- [REQUIREMENT] Word for word, restate every entry shown below.
+++ SUPPLIED RECORDS
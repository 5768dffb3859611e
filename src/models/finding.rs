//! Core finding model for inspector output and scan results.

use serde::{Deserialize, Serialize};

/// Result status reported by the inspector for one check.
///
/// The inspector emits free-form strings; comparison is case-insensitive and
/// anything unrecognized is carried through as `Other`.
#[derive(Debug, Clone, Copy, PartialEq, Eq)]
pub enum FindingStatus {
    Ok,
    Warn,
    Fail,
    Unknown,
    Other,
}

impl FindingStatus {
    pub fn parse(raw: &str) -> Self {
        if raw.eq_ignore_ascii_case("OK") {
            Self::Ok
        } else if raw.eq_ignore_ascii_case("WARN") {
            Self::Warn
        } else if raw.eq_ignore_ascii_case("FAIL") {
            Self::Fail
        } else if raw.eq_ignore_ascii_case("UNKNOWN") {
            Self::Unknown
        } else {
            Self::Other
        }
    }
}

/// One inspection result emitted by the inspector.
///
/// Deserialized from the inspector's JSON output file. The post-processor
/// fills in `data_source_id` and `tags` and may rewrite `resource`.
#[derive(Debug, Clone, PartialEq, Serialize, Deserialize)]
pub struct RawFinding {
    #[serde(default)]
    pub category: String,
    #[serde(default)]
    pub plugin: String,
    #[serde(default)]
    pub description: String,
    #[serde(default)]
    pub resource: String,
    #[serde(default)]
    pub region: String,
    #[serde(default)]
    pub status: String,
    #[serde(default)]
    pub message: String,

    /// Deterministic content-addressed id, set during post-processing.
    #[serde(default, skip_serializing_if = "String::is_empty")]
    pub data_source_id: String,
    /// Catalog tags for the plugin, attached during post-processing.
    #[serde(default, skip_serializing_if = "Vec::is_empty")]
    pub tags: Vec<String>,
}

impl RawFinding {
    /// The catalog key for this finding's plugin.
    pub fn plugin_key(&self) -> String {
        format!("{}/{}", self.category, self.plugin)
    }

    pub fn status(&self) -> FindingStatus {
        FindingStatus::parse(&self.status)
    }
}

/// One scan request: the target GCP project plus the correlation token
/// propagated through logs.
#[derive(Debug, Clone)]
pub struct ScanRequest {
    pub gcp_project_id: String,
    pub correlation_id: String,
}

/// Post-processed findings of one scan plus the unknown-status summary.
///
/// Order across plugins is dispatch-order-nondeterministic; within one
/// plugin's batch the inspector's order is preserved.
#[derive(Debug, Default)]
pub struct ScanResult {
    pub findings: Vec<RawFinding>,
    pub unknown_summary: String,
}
++++++
- [ANSWER TO THE PROBLEM]
repository 5768dffb3859611e
filename src/models/finding.rs
//! Core finding model for inspector output and scan results.

use serde::{Deserialize, Serialize};

/// Result status reported by the inspector for one check.
///
/// The inspector emits free-form strings; comparison is case-insensitive and
/// anything unrecognized is carried through as `Other`.
#[derive(Debug, Clone, Copy, PartialEq, Eq)]
pub enum FindingStatus {
    Ok,
    Warn,
    Fail,
    Unknown,
    Other,
}

impl FindingStatus {
    pub fn parse(raw: &str) -> Self {
        if raw.eq_ignore_ascii_case("OK") {
            Self::Ok
        } else if raw.eq_ignore_ascii_case("WARN") {
            Self::Warn
        } else if raw.eq_ignore_ascii_case("FAIL") {
            Self::Fail
        } else if raw.eq_ignore_ascii_case("UNKNOWN") {
            Self::Unknown
        } else {
            Self::Other
        }
    }
}

/// One inspection result emitted by the inspector.
///
/// Deserialized from the inspector's JSON output file. The post-processor
/// fills in `data_source_id` and `tags` and may rewrite `resource`.
#[derive(Debug, Clone, PartialEq, Serialize, Deserialize)]
pub struct RawFinding {
    #[serde(default)]
    pub category: String,
    #[serde(default)]
    pub plugin: String,
    #[serde(default)]
    pub description: String,
    #[serde(default)]
    pub resource: String,
    #[serde(default)]
    pub region: String,
    #[serde(default)]
    pub status: String,
    #[serde(default)]
    pub message: String,

    /// Deterministic content-addressed id, set during post-processing.
    #[serde(default, skip_serializing_if = "String::is_empty")]
    pub data_source_id: String,
    /// Catalog tags for the plugin, attached during post-processing.
    #[serde(default, skip_serializing_if = "Vec::is_empty")]
    pub tags: Vec<String>,
}

impl RawFinding {
    /// The catalog key for this finding's plugin.
    pub fn plugin_key(&self) -> String {
        format!("{}/{}", self.category, self.plugin)
    }

    pub fn status(&self) -> FindingStatus {
        FindingStatus::parse(&self.status)
    }
}

/// One scan request: the target GCP project plus the correlation token
/// propagated through logs.
#[derive(Debug, Clone)]
pub struct ScanRequest {
    pub gcp_project_id: String,
    pub correlation_id: String,
}

/// Post-processed findings of one scan plus the unknown-status summary.
///
/// Order across plugins is dispatch-order-nondeterministic; within one
/// plugin's batch the inspector's order is preserved.
#[derive(Debug, Default)]
pub struct ScanResult {
    pub findings: Vec<RawFinding>,
    pub unknown_summary: String,
}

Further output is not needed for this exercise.